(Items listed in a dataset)
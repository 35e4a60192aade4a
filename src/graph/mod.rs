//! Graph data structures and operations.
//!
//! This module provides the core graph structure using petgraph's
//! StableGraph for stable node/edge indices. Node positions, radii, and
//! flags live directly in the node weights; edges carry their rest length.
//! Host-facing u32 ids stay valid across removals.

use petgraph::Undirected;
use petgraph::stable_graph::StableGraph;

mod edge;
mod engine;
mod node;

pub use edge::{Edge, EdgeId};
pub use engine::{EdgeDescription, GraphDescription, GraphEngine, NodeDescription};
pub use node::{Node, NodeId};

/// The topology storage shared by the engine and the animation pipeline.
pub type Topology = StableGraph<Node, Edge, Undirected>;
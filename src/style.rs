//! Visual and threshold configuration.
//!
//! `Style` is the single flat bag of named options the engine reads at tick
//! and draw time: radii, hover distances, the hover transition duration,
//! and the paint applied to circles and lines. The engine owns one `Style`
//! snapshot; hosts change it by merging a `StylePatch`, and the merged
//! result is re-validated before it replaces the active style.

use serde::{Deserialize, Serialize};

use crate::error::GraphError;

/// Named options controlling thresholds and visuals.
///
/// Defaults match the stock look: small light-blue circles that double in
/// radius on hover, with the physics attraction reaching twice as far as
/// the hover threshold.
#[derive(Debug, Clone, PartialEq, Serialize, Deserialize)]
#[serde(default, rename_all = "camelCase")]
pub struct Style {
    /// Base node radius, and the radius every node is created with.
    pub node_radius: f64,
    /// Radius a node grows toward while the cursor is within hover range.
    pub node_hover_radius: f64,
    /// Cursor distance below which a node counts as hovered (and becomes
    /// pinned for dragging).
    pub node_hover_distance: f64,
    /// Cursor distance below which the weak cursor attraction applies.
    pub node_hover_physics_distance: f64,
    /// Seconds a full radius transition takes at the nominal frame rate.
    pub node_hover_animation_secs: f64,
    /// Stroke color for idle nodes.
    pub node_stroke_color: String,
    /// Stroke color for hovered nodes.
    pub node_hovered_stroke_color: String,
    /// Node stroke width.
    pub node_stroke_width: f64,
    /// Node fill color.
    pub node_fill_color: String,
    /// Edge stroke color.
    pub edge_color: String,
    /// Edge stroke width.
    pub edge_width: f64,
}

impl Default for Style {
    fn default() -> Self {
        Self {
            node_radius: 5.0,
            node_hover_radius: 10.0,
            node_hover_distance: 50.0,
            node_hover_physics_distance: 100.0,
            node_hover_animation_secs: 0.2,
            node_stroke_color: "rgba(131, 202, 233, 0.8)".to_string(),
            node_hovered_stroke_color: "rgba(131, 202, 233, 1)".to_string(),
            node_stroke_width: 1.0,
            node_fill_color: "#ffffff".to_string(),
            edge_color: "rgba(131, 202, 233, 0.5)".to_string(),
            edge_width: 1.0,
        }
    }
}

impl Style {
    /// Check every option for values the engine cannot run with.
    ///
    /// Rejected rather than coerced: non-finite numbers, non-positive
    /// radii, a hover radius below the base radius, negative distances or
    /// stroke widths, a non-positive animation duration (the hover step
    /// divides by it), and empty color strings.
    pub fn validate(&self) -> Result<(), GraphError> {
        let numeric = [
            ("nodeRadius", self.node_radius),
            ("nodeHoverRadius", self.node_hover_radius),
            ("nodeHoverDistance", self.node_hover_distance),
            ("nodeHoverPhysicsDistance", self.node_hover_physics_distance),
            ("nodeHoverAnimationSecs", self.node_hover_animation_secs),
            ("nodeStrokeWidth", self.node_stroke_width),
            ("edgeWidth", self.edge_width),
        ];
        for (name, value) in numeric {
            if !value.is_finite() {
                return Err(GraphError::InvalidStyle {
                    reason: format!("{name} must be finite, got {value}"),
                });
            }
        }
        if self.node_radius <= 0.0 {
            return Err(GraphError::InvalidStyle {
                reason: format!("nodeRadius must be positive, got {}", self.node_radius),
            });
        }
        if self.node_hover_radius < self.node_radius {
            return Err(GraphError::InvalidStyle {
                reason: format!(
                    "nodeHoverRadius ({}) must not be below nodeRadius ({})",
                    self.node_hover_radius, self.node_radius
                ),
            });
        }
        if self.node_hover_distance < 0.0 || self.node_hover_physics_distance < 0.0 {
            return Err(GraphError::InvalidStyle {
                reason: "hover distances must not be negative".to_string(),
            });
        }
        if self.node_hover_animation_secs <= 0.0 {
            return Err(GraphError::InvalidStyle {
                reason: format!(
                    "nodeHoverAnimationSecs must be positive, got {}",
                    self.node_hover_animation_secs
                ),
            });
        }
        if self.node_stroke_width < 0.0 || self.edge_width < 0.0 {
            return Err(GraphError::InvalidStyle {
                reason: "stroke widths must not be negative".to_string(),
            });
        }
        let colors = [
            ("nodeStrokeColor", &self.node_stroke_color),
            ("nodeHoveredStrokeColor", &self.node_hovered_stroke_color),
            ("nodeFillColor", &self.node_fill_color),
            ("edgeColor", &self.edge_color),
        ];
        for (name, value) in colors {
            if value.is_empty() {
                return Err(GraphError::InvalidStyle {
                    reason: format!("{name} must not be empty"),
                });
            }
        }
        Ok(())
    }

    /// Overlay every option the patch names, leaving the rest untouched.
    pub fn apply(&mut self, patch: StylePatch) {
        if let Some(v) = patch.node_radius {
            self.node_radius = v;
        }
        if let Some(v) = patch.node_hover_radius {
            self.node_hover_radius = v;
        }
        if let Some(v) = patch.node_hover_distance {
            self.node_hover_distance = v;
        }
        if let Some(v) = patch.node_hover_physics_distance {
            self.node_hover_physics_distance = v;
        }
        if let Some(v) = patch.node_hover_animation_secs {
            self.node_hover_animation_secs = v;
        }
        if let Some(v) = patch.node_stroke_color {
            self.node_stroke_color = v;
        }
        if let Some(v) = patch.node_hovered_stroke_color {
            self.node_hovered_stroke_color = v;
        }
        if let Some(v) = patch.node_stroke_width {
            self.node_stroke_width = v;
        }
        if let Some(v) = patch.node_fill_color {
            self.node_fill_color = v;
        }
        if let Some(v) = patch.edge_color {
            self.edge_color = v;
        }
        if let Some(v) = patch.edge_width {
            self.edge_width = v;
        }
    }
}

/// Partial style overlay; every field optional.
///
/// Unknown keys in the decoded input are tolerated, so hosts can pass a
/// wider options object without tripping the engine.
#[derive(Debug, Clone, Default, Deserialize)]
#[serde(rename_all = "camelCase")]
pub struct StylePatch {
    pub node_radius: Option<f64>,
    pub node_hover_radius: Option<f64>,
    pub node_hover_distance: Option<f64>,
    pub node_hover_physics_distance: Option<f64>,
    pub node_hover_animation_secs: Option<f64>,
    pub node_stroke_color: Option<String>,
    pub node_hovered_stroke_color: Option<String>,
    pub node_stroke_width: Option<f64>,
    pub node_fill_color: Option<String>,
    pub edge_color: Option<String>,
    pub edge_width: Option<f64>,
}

Task brief
When you answer, repeat every record exactly, omitting nothing.

Answer for this exercise
repository 35e4a60192aade4a
filename src/graph/mod.rs
//! Graph data structures and operations.
//!
//! This module provides the core graph structure using petgraph's
//! StableGraph for stable node/edge indices. Node positions, radii, and
//! flags live directly in the node weights; edges carry their rest length.
//! Host-facing u32 ids stay valid across removals.

use petgraph::Undirected;
use petgraph::stable_graph::StableGraph;

mod edge;
mod engine;
mod node;

pub use edge::{Edge, EdgeId};
pub use engine::{EdgeDescription, GraphDescription, GraphEngine, NodeDescription};
pub use node::{Node, NodeId};

/// The topology storage shared by the engine and the animation pipeline.
pub type Topology = StableGraph<Node, Edge, Undirected>;
filename src/style.rs
//! Visual and threshold configuration.
//!
//! `Style` is the single flat bag of named options the engine reads at tick
//! and draw time: radii, hover distances, the hover transition duration,
//! and the paint applied to circles and lines. The engine owns one `Style`
//! snapshot; hosts change it by merging a `StylePatch`, and the merged
//! result is re-validated before it replaces the active style.

use serde::{Deserialize, Serialize};

use crate::error::GraphError;

/// Named options controlling thresholds and visuals.
///
/// Defaults match the stock look: small light-blue circles that double in
/// radius on hover, with the physics attraction reaching twice as far as
/// the hover threshold.
#[derive(Debug, Clone, PartialEq, Serialize, Deserialize)]
#[serde(default, rename_all = "camelCase")]
pub struct Style {
    /// Base node radius, and the radius every node is created with.
    pub node_radius: f64,
    /// Radius a node grows toward while the cursor is within hover range.
    pub node_hover_radius: f64,
    /// Cursor distance below which a node counts as hovered (and becomes
    /// pinned for dragging).
    pub node_hover_distance: f64,
    /// Cursor distance below which the weak cursor attraction applies.
    pub node_hover_physics_distance: f64,
    /// Seconds a full radius transition takes at the nominal frame rate.
    pub node_hover_animation_secs: f64,
    /// Stroke color for idle nodes.
    pub node_stroke_color: String,
    /// Stroke color for hovered nodes.
    pub node_hovered_stroke_color: String,
    /// Node stroke width.
    pub node_stroke_width: f64,
    /// Node fill color.
    pub node_fill_color: String,
    /// Edge stroke color.
    pub edge_color: String,
    /// Edge stroke width.
    pub edge_width: f64,
}

impl Default for Style {
    fn default() -> Self {
        Self {
            node_radius: 5.0,
            node_hover_radius: 10.0,
            node_hover_distance: 50.0,
            node_hover_physics_distance: 100.0,
            node_hover_animation_secs: 0.2,
            node_stroke_color: "rgba(131, 202, 233, 0.8)".to_string(),
            node_hovered_stroke_color: "rgba(131, 202, 233, 1)".to_string(),
            node_stroke_width: 1.0,
            node_fill_color: "#ffffff".to_string(),
            edge_color: "rgba(131, 202, 233, 0.5)".to_string(),
            edge_width: 1.0,
        }
    }
}

impl Style {
    /// Check every option for values the engine cannot run with.
    ///
    /// Rejected rather than coerced: non-finite numbers, non-positive
    /// radii, a hover radius below the base radius, negative distances or
    /// stroke widths, a non-positive animation duration (the hover step
    /// divides by it), and empty color strings.
    pub fn validate(&self) -> Result<(), GraphError> {
        let numeric = [
            ("nodeRadius", self.node_radius),
            ("nodeHoverRadius", self.node_hover_radius),
            ("nodeHoverDistance", self.node_hover_distance),
            ("nodeHoverPhysicsDistance", self.node_hover_physics_distance),
            ("nodeHoverAnimationSecs", self.node_hover_animation_secs),
            ("nodeStrokeWidth", self.node_stroke_width),
            ("edgeWidth", self.edge_width),
        ];
        for (name, value) in numeric {
            if !value.is_finite() {
                return Err(GraphError::InvalidStyle {
                    reason: format!("{name} must be finite, got {value}"),
                });
            }
        }
        if self.node_radius <= 0.0 {
            return Err(GraphError::InvalidStyle {
                reason: format!("nodeRadius must be positive, got {}", self.node_radius),
            });
        }
        if self.node_hover_radius < self.node_radius {
            return Err(GraphError::InvalidStyle {
                reason: format!(
                    "nodeHoverRadius ({}) must not be below nodeRadius ({})",
                    self.node_hover_radius, self.node_radius
                ),
            });
        }
        if self.node_hover_distance < 0.0 || self.node_hover_physics_distance < 0.0 {
            return Err(GraphError::InvalidStyle {
                reason: "hover distances must not be negative".to_string(),
            });
        }
        if self.node_hover_animation_secs <= 0.0 {
            return Err(GraphError::InvalidStyle {
                reason: format!(
                    "nodeHoverAnimationSecs must be positive, got {}",
                    self.node_hover_animation_secs
                ),
            });
        }
        if self.node_stroke_width < 0.0 || self.edge_width < 0.0 {
            return Err(GraphError::InvalidStyle {
                reason: "stroke widths must not be negative".to_string(),
            });
        }
        let colors = [
            ("nodeStrokeColor", &self.node_stroke_color),
            ("nodeHoveredStrokeColor", &self.node_hovered_stroke_color),
            ("nodeFillColor", &self.node_fill_color),
            ("edgeColor", &self.edge_color),
        ];
        for (name, value) in colors {
            if value.is_empty() {
                return Err(GraphError::InvalidStyle {
                    reason: format!("{name} must not be empty"),
                });
            }
        }
        Ok(())
    }

    /// Overlay every option the patch names, leaving the rest untouched.
    pub fn apply(&mut self, patch: StylePatch) {
        if let Some(v) = patch.node_radius {
            self.node_radius = v;
        }
        if let Some(v) = patch.node_hover_radius {
            self.node_hover_radius = v;
        }
        if let Some(v) = patch.node_hover_distance {
            self.node_hover_distance = v;
        }
        if let Some(v) = patch.node_hover_physics_distance {
            self.node_hover_physics_distance = v;
        }
        if let Some(v) = patch.node_hover_animation_secs {
            self.node_hover_animation_secs = v;
        }
        if let Some(v) = patch.node_stroke_color {
            self.node_stroke_color = v;
        }
        if let Some(v) = patch.node_hovered_stroke_color {
            self.node_hovered_stroke_color = v;
        }
        if let Some(v) = patch.node_stroke_width {
            self.node_stroke_width = v;
        }
        if let Some(v) = patch.node_fill_color {
            self.node_fill_color = v;
        }
        if let Some(v) = patch.edge_color {
            self.edge_color = v;
        }
        if let Some(v) = patch.edge_width {
            self.edge_width = v;
        }
    }
}

/// Partial style overlay; every field optional.
///
/// Unknown keys in the decoded input are tolerated, so hosts can pass a
/// wider options object without tripping the engine.
#[derive(Debug, Clone, Default, Deserialize)]
#[serde(rename_all = "camelCase")]
pub struct StylePatch {
    pub node_radius: Option<f64>,
    pub node_hover_radius: Option<f64>,
    pub node_hover_distance: Option<f64>,
    pub node_hover_physics_distance: Option<f64>,
    pub node_hover_animation_secs: Option<f64>,
    pub node_stroke_color: Option<String>,
    pub node_hovered_stroke_color: Option<String>,
    pub node_stroke_width: Option<f64>,
    pub node_fill_color: Option<String>,
    pub edge_color: Option<String>,
    pub edge_width: Option<f64>,
}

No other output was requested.